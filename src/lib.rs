// src/lib.rs
pub mod cli;
pub mod config;
pub mod pipelines;
pub mod utils;
pub use cli::Arguments;
impl<'a> Deref for VectorViewMut<'a> {
    type Target = [crate::Scalar];
    fn deref(&self) -> &[crate::Scalar] {
        self.data.buffer(self.mem)
    }
}

impl<'a> DerefMut for VectorViewMut<'a> {
    fn deref_mut(&mut self) -> &mut [crate::Scalar] {
        self.data.buffer_mut(self.mem)
    }
}

impl<'a> fmt::Display for VectorViewMut<'a> {
    /// View a mutable VectorView
    ///
    /// ```
    /// # use ceed_core::prelude::*;
    /// # fn main() -> ceed_core::Result<()> {
    /// # let ceed = ceed_core::Ceed::default_init();
    /// let mut vec = ceed.vector_from_slice(&[1., 2., 3.])?;
    /// let v = vec.view_mut()?;
    /// println!("{}", v);
    /// # Ok(())
    /// # }
    /// ```
    fn fmt(&self, f: &mut fmt::Formatter) -> fmt::Result {
        writeln!(f, "VectorViewMut length {}", self.data.len)?;
        for v in self.iter() {
            writeln!(f, "{:12.8}", v)?;
        }
        Ok(())
    }
}

// -----------------------------------------------------------------------------
// Test helpers
// -----------------------------------------------------------------------------
#[cfg(test)]
impl Vector {
    fn transfer_count(&self) -> usize {
        self.inner.borrow().transfers
    }
}

// -----------------------------------------------------------------------------
// Tests
// -----------------------------------------------------------------------------
#[cfg(test)]
mod tests {
    use super::*;
    use crate::Ceed;

    #[test]
    fn vector_sync_is_idempotent() -> crate::Result<()> {
        let ceed = Ceed::default_init();
        let mut vec = ceed.vector_from_slice(&[1., 2., 3.])?;
        assert_eq!(vec.transfer_count(), 0);

        vec.sync(crate::MemType::Host)?;
        assert_eq!(vec.transfer_count(), 0);

        vec.sync(crate::MemType::Device)?;
        assert_eq!(vec.transfer_count(), 1);
        vec.sync(crate::MemType::Device)?;
        assert_eq!(vec.transfer_count(), 1);

        // Host write invalidates the device space
        vec.set_value(5.0)?;
        vec.sync(crate::MemType::Device)?;
        assert_eq!(vec.transfer_count(), 2);
        Ok(())
    }

    #[test]
    fn vector_device_view_matches_host_data() -> crate::Result<()> {
        let ceed = Ceed::default_init();
        let mut vec = ceed.vector(4)?;
        vec.set_slice(&[10., 11., 12., 13.])?;

        let view = vec.view_at(crate::MemType::Device)?;
        assert_eq!(&view[..], &[10., 11., 12., 13.]);
        Ok(())
    }

    #[test]
    fn vector_from_vec_preserves_values() -> crate::Result<()> {
        let ceed = Ceed::default_init();
        let values = vec![1.5, -2.25, 0.0, 1e-300, 3.5];
        let vec = Vector::from_vec(&ceed, values.clone())?;

        let view = vec.view_at(crate::MemType::Host)?;
        for (a, b) in view.iter().zip(values.iter()) {
            assert_eq!(a.to_bits(), b.to_bits(), "Values altered by ownership transfer");
        }
        Ok(())
    }

    #[test]
    fn vector_borrowed_transfer_reports_error() -> crate::Result<()> {
        let ceed = Ceed::default_init();
        let vec = ceed.vector_from_slice(&[1., 2.])?;
        let _view = vec.view()?;

        // The device space is stale, so this sync needs exclusive access
        assert!(matches!(
            vec.sync(crate::MemType::Device),
            Err(Error::VectorBorrowed)
        ));
        Ok(())
    }

    #[test]
    fn vector_wrapped_slice_copies_back() -> crate::Result<()> {
        let ceed = Ceed::default_init();
        let mut vec = ceed.vector(3)?;
        let mut array = [1., 2., 3.];
        {
            let _wrapper = vec.wrap_slice_mut(&mut array)?;
            vec.set_slice(&[4., 5., 6.])?;
        }
        assert_eq!(array, [4., 5., 6.]);
        Ok(())
    }

    #[test]
    fn vector_wrapped_slice_skips_copy_back_while_viewed() -> crate::Result<()> {
        let ceed = Ceed::default_init();
        let mut vec = ceed.vector(3)?;
        let mut array = [1., 2., 3.];

        let wrapper = vec.wrap_slice_mut(&mut array)?;
        vec.set_slice(&[4., 5., 6.])?;
        let view = vec.view()?;
        drop(wrapper);
        drop(view);

        // The live view blocked the copy-back at drop
        assert_eq!(array, [1., 2., 3.]);
        Ok(())
    }

    #[test]
    fn vector_length_mismatch_reports_error() -> crate::Result<()> {
        let ceed = Ceed::default_init();
        let mut vec = ceed.vector(3)?;
        assert!(vec.set_slice(&[1., 2.]).is_err());

        let x = ceed.vector(2)?;
        assert!(ceed.vector(3)?.axpy(1.0, &x).is_err());
        Ok(())
    }
}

──────────

**What is expected**: Transcribe the data above in full, keeping every word as it is.

**Exercise solution**:
filename src/lib.rs
// src/lib.rs
pub mod cli;
pub mod config;
pub mod pipelines;
pub mod utils;
pub use cli::Arguments;
impl<'a> Deref for VectorViewMut<'a> {
    type Target = [crate::Scalar];
    fn deref(&self) -> &[crate::Scalar] {
        self.data.buffer(self.mem)
    }
}

impl<'a> DerefMut for VectorViewMut<'a> {
    fn deref_mut(&mut self) -> &mut [crate::Scalar] {
        self.data.buffer_mut(self.mem)
    }
}

impl<'a> fmt::Display for VectorViewMut<'a> {
    /// View a mutable VectorView
    ///
    /// ```
    /// # use ceed_core::prelude::*;
    /// # fn main() -> ceed_core::Result<()> {
    /// # let ceed = ceed_core::Ceed::default_init();
    /// let mut vec = ceed.vector_from_slice(&[1., 2., 3.])?;
    /// let v = vec.view_mut()?;
    /// println!("{}", v);
    /// # Ok(())
    /// # }
    /// ```
    fn fmt(&self, f: &mut fmt::Formatter) -> fmt::Result {
        writeln!(f, "VectorViewMut length {}", self.data.len)?;
        for v in self.iter() {
            writeln!(f, "{:12.8}", v)?;
        }
        Ok(())
    }
}

// -----------------------------------------------------------------------------
// Test helpers
// -----------------------------------------------------------------------------
#[cfg(test)]
impl Vector {
    fn transfer_count(&self) -> usize {
        self.inner.borrow().transfers
    }
}

// -----------------------------------------------------------------------------
// Tests
// -----------------------------------------------------------------------------
#[cfg(test)]
mod tests {
    use super::*;
    use crate::Ceed;

    #[test]
    fn vector_sync_is_idempotent() -> crate::Result<()> {
        let ceed = Ceed::default_init();
        let mut vec = ceed.vector_from_slice(&[1., 2., 3.])?;
        assert_eq!(vec.transfer_count(), 0);

        vec.sync(crate::MemType::Host)?;
        assert_eq!(vec.transfer_count(), 0);

        vec.sync(crate::MemType::Device)?;
        assert_eq!(vec.transfer_count(), 1);
        vec.sync(crate::MemType::Device)?;
        assert_eq!(vec.transfer_count(), 1);

        // Host write invalidates the device space
        vec.set_value(5.0)?;
        vec.sync(crate::MemType::Device)?;
        assert_eq!(vec.transfer_count(), 2);
        Ok(())
    }

    #[test]
    fn vector_device_view_matches_host_data() -> crate::Result<()> {
        let ceed = Ceed::default_init();
        let mut vec = ceed.vector(4)?;
        vec.set_slice(&[10., 11., 12., 13.])?;

        let view = vec.view_at(crate::MemType::Device)?;
        assert_eq!(&view[..], &[10., 11., 12., 13.]);
        Ok(())
    }

    #[test]
    fn vector_from_vec_preserves_values() -> crate::Result<()> {
        let ceed = Ceed::default_init();
        let values = vec![1.5, -2.25, 0.0, 1e-300, 3.5];
        let vec = Vector::from_vec(&ceed, values.clone())?;

        let view = vec.view_at(crate::MemType::Host)?;
        for (a, b) in view.iter().zip(values.iter()) {
            assert_eq!(a.to_bits(), b.to_bits(), "Values altered by ownership transfer");
        }
        Ok(())
    }

    #[test]
    fn vector_borrowed_transfer_reports_error() -> crate::Result<()> {
        let ceed = Ceed::default_init();
        let vec = ceed.vector_from_slice(&[1., 2.])?;
        let _view = vec.view()?;

        // The device space is stale, so this sync needs exclusive access
        assert!(matches!(
            vec.sync(crate::MemType::Device),
            Err(Error::VectorBorrowed)
        ));
        Ok(())
    }

    #[test]
    fn vector_wrapped_slice_copies_back() -> crate::Result<()> {
        let ceed = Ceed::default_init();
        let mut vec = ceed.vector(3)?;
        let mut array = [1., 2., 3.];
        {
            let _wrapper = vec.wrap_slice_mut(&mut array)?;
            vec.set_slice(&[4., 5., 6.])?;
        }
        assert_eq!(array, [4., 5., 6.]);
        Ok(())
    }

    #[test]
    fn vector_wrapped_slice_skips_copy_back_while_viewed() -> crate::Result<()> {
        let ceed = Ceed::default_init();
        let mut vec = ceed.vector(3)?;
        let mut array = [1., 2., 3.];

        let wrapper = vec.wrap_slice_mut(&mut array)?;
        vec.set_slice(&[4., 5., 6.])?;
        let view = vec.view()?;
        drop(wrapper);
        drop(view);

        // The live view blocked the copy-back at drop
        assert_eq!(array, [1., 2., 3.]);
        Ok(())
    }

    #[test]
    fn vector_length_mismatch_reports_error() -> crate::Result<()> {
        let ceed = Ceed::default_init();
        let mut vec = ceed.vector(3)?;
        assert!(vec.set_slice(&[1., 2.]).is_err());

        let x = ceed.vector(2)?;
        assert!(ceed.vector(3)?.axpy(1.0, &x).is_err());
        Ok(())
    }
}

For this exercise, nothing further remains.